Wednesday, October 21, 2020

Vigilance needed in battle against blackgrass

September 24, 2020 by  
Filed under Crops

Growers are advised to keep a close eye on blackgrass and other grass weeds that show signs of resistance to pre-emergence herbicides this autumn.

Experts reported signs that blackgrass is developing resistance to some pre-ems last year. Other grass weed species are developing herbicide resistance too, says weed biology specialist John Cussans of NIAB.

With 80% of blackgrass samples from across the country showing resistance to mesosulfuron, fenoxaprop and cycloxydim, the most recent report by the industry-backed Blackgrass Resistance Initiative supports findings by ADAS and BASF.

“There is ubiquitous and widespread resistance in blackgrass,” says Mr Cussans. “More recently, we’ve confirmation of shifts in flufenacet sensitivity in field populations too. It’s a very worrying development.”

In a study conducted jointly with BASF, Bayer and Syngenta, a sample of problematic Italian rye-grass showed variable sensitivity to fluenacet and pendimethalin. Some 50% of the sample had resistance to Axial (pinoxaden) and Atlantis (mesosulfuron and iodosulfuron).

Monitoring and vigilance

“The take-home message here is to keep a close eye on populations of all grass-weeds,” advises Mr Cussans.

“There’s no doubt, we’re seeing a few plants here and there become much bigger patches in fields.  If you don’t have these weeds at the moment, it’s well-worth keeping an eye out for them and removing any odd plants that appear.”

Resistance testing blackgrass seed, mapping populations and monitoring surviving plants will provide the information for developing an effective weed control strategy. Growers should also consider where blackgrass seed is residing – on the surface or deeper in the soil.

“Knowing where the pressure is coming from as well as where the seeds are within the soil profile, is vital information for selecting the most appropriate weed management strategy.”

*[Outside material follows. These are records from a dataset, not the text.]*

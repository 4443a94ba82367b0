//! Protocol file validation
//!
//! Validation collects ALL issues (doesn't stop at the first) so a person
//! editing a protocol file sees every problem at once.

use crate::config::loader::ConfigLimits;
use crate::config::schema::ProtocolConfig;
use crate::error::{Severity, ValidationIssue};
use crate::protocol::{PhaseSpec, Protocol};

/// Exercises longer than this get a warning.
const LONG_EXERCISE_SECS: u64 = 60 * 60;

/// Result of protocol validation.
#[derive(Debug, Default)]
pub struct ValidationResult {
    /// Validation errors (prevent loading).
    pub errors: Vec<ValidationIssue>,

    /// Validation warnings (informational).
    pub warnings: Vec<ValidationIssue>,

    /// The validated protocol, present only when there are no errors.
    pub protocol: Option<Protocol>,
}

impl ValidationResult {
    /// Returns `true` if there are any errors.
    #[must_use]
    pub fn has_errors(&self) -> bool {
        !self.errors.is_empty()
    }

    /// Returns `true` if validation passed (no errors).
    #[must_use]
    pub fn is_valid(&self) -> bool {
        self.errors.is_empty()
    }
}

/// Protocol validator.
#[derive(Debug, Default)]
pub struct Validator {
    errors: Vec<ValidationIssue>,
    warnings: Vec<ValidationIssue>,
}

impl Validator {
    /// Creates a new validator.
    #[must_use]
    pub fn new() -> Self {
        Self::default()
    }

    /// Validates a protocol definition and, if sound, builds the protocol.
    pub fn validate(&mut self, config: &ProtocolConfig, limits: &ConfigLimits) -> ValidationResult {
        self.errors.clear();
        self.warnings.clear();

        self.validate_name(&config.name);
        self.validate_cycles(config.cycles_or_default(), limits);
        let phases = self.validate_phases(config, limits);

        if self.errors.is_empty() {
            let cycle_secs: u64 = phases.iter().map(|p| u64::from(p.duration_seconds)).sum();
            let total = cycle_secs.saturating_mul(u64::from(config.cycles_or_default()));
            if total > LONG_EXERCISE_SECS {
                self.add_warning(
                    "protocol",
                    &format!(
                        "exercise runs for {}, longer than one hour",
                        humantime::format_duration(std::time::Duration::from_secs(total))
                    ),
                );
            }
        }

        let protocol = self.errors.is_empty().then(|| {
            let protocol = Protocol::new(config.name.clone(), phases);
            match &config.title {
                Some(title) => protocol.with_title(title.clone()),
                None => protocol,
            }
        });

        ValidationResult {
            errors: std::mem::take(&mut self.errors),
            warnings: std::mem::take(&mut self.warnings),
            protocol,
        }
    }

    fn validate_name(&mut self, name: &str) {
        if name.trim().is_empty() {
            self.add_error("protocol.name", "protocol name cannot be empty");
            return;
        }
        if !is_kebab_case(name) {
            self.add_warning(
                "protocol.name",
                &format!("protocol name '{name}' is not kebab-case"),
            );
        }
    }

    fn validate_cycles(&mut self, cycles: u32, limits: &ConfigLimits) {
        if cycles == 0 {
            self.add_error("protocol.cycles", "an exercise must run at least one cycle");
        } else if cycles > limits.max_cycles {
            self.add_error(
                "protocol.cycles",
                &format!("{cycles} cycles exceeds the limit of {}", limits.max_cycles),
            );
        }
    }

    fn validate_phases(&mut self, config: &ProtocolConfig, limits: &ConfigLimits) -> Vec<PhaseSpec> {
        if config.phases.is_empty() {
            self.add_error("protocol.phases", "protocol must have at least one phase");
            return Vec::new();
        }
        if config.phases.len() > limits.max_phases {
            self.add_error(
                "protocol.phases",
                &format!(
                    "{} phases exceeds the limit of {}",
                    config.phases.len(),
                    limits.max_phases
                ),
            );
        }

        let mut specs = Vec::with_capacity(config.phases.len());
        for (i, phase) in config.phases.iter().enumerate() {
            let path = format!("protocol.phases[{i}].duration");
            match phase.duration.to_seconds() {
                Ok(0) => self.add_error(&path, "phase must last at least 1 second"),
                Ok(secs) => match u32::try_from(secs) {
                    Ok(secs) => specs.push(PhaseSpec::new(phase.phase, secs)),
                    Err(_) => self.add_error(&path, &format!("{secs} seconds is too long")),
                },
                Err(message) => self.add_error(&path, &message),
            }
        }
        specs
    }

    /// Adds an error to the collection.
    fn add_error(&mut self, path: &str, message: &str) {
        self.errors.push(ValidationIssue {
            path: path.to_string(),
            message: message.to_string(),
            severity: Severity::Error,
        });
    }

    /// Adds a warning to the collection.
    fn add_warning(&mut self, path: &str, message: &str) {
        self.warnings.push(ValidationIssue {
            path: path.to_string(),
            message: message.to_string(),
            severity: Severity::Warning,
        });
    }
}

fn is_kebab_case(name: &str) -> bool {
    !name.starts_with('-')
        && !name.ends_with('-')
        && !name.contains("--")
        && name
            .chars()
            .all(|c| c.is_ascii_lowercase() || c.is_ascii_digit() || c == '-')
}

#[cfg(test)]
mod tests {
    use super::*;
    use crate::config::schema::{DurationValue, PhaseConfig};
    use crate::protocol::PhaseName;

    fn limits() -> ConfigLimits {
        ConfigLimits {
            max_phases: 8,
            max_cycles: 100,
            max_file_size: 64 * 1024,
        }
    }

    fn phase(name: PhaseName, secs: u64) -> PhaseConfig {
        PhaseConfig {
            phase: name,
            duration: DurationValue::Seconds(secs),
        }
    }

    fn config(phases: Vec<PhaseConfig>, cycles: Option<u32>) -> ProtocolConfig {
        ProtocolConfig {
            name: "test-protocol".to_string(),
            title: None,
            cycles,
            phases,
        }
    }

    #[test]
    fn test_valid_protocol_builds() {
        let cfg = config(
            vec![phase(PhaseName::Inhale, 4), phase(PhaseName::Exhale, 6)],
            Some(3),
        );
        let result = Validator::new().validate(&cfg, &limits());
        assert!(result.is_valid());
        assert!(result.warnings.is_empty());
        let protocol = result.protocol.unwrap();
        assert_eq!(protocol.cycle_seconds(), 10);
    }

    #[test]
    fn test_collects_all_errors() {
        let mut cfg = config(
            vec![phase(PhaseName::Inhale, 0), phase(PhaseName::Exhale, 0)],
            Some(0),
        );
        cfg.name = String::new();
        let result = Validator::new().validate(&cfg, &limits());
        assert!(result.has_errors());
        assert_eq!(result.errors.len(), 4);
        assert!(result.protocol.is_none());
    }

    #[test]
    fn test_empty_phases() {
        let result = Validator::new().validate(&config(vec![], None), &limits());
        assert_eq!(result.errors.len(), 1);
        assert_eq!(result.errors[0].path, "protocol.phases");
    }

    #[test]
    fn test_phase_limit() {
        let phases = (0..9).map(|_| phase(PhaseName::Inhale, 1)).collect();
        let result = Validator::new().validate(&config(phases, None), &limits());
        assert!(result.errors.iter().any(|e| e.message.contains("limit")));
    }

    #[test]
    fn test_cycle_limit() {
        let cfg = config(vec![phase(PhaseName::Inhale, 1)], Some(101));
        let result = Validator::new().validate(&cfg, &limits());
        assert_eq!(result.errors[0].path, "protocol.cycles");
    }

    #[test]
    fn test_bad_duration_text() {
        let cfg = config(
            vec![PhaseConfig {
                phase: PhaseName::Inhale,
                duration: DurationValue::Text("soon".to_string()),
            }],
            None,
        );
        let result = Validator::new().validate(&cfg, &limits());
        assert_eq!(result.errors[0].path, "protocol.phases[0].duration");
    }

    #[test]
    fn test_long_exercise_warning() {
        let cfg = config(vec![phase(PhaseName::Inhale, 60)], Some(61));
        let result = Validator::new().validate(&cfg, &limits());
        assert!(result.is_valid());
        assert_eq!(result.warnings.len(), 1);
    }

    #[test]
    fn test_non_kebab_name_warning() {
        let mut cfg = config(vec![phase(PhaseName::Inhale, 4)], None);
        cfg.name = "My Protocol".to_string();
        let result = Validator::new().validate(&cfg, &limits());
        assert!(result.is_valid());
        assert_eq!(result.warnings[0].path, "protocol.name");
    }

    #[test]
    fn test_title_carried_over() {
        let mut cfg = config(vec![phase(PhaseName::Inhale, 4)], None);
        cfg.title = Some("Just Breathe".to_string());
        let result = Validator::new().validate(&cfg, &limits());
        assert_eq!(result.protocol.unwrap().title(), "Just Breathe");
    }

    #[test]
    fn test_kebab_case() {
        assert!(is_kebab_case("box"));
        assert!(is_kebab_case("relaxing-478"));
        assert!(!is_kebab_case("Box"));
        assert!(!is_kebab_case("-box"));
        assert!(!is_kebab_case("a--b"));
    }
}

Delayed drilling remains a key strategy in the battle to control blackgrass.  There was two thirds reduction in blackgrass in 16 field trials where drilling was delayed for a month, says Mr Cussans. Growers should refrain from drilling crops until mid-October, he suggests.

Impact of rain

“On average, every week drilling is delayed in autumn there’s a 15% decrease in blackgrass.  We’ve not yet had a year when delaying drilling from September to October hasn’t reduced blackgrass plants – even in those years with low rainfall.”

The highest levels of control were achieved where there were high levels of rainfall between the early and late drilling dates. Where there was low rainfall before or around the first drilling date blackgrass germination was suppressed and control reduced.

“You can’t spend your way out of early drilling,” says Mr Cussans. “Delaying drilling coincides with better performance of pre-em herbicides – the increased chance of rainfall, increases the likelihood of conditions facilitate improved take-up of residuals.”

Trials suggest the same outcome can be achieved by drilling mid-September and applying Crystal (flufenacet and pendimethalin), Hurricane (diflufenican), Lexus (flupyrsulfuron) and Avadex (tri-allate) – or by waiting 3-4 weeks until mid-October and just applying Crystal alone.

Cultivation choice

The best control comes from a mix of strategies. Achieving 70% control is relatively cost-effective with herbicides. But achieving 97-98% control, which is needed to reduce populations significantly becomes disproportionality expensive with herbicides alone.

Cultivation decisions should be guided by how much blackgrass there is and where it is in the soil profile. Where fresh seed is on the surface, ploughing can reduce head counts by 80-94%. Where all blackgrass is in the seedbank, inverting the soil can produce 34-40% control.

“Where you’ve good control this year, with little fresh seed on the surface, direct drilling the next crop is likely to produce the greatest control. By keeping blackgrass seed deep within the soil profile for longer, you’ll reduce germination and let the seed-bank degrade.”

Spring cropping can significantly reduce blackgrass populations – and delaying drilling until mid-March can reduce populations further still. The difference between planting in mid-February and mid-April was around 80 plants/m².

But there is a trade-off with crop performance, says Mr Cussans. The sweet spot is around mid-March, where blackgrass seedling were reduced to nearly 40 plants/m2 with spring oats yielding nearly 6t/ha and spring barley, 6.5t/ha.

“Not all grass-weeds are as affected by spring cropping though – Italian rye-grass, bromes and wild oats, for example. Yes, there are reduction of plants in the crop, but the overall effect isn’t as profound as it is with blackgrass.”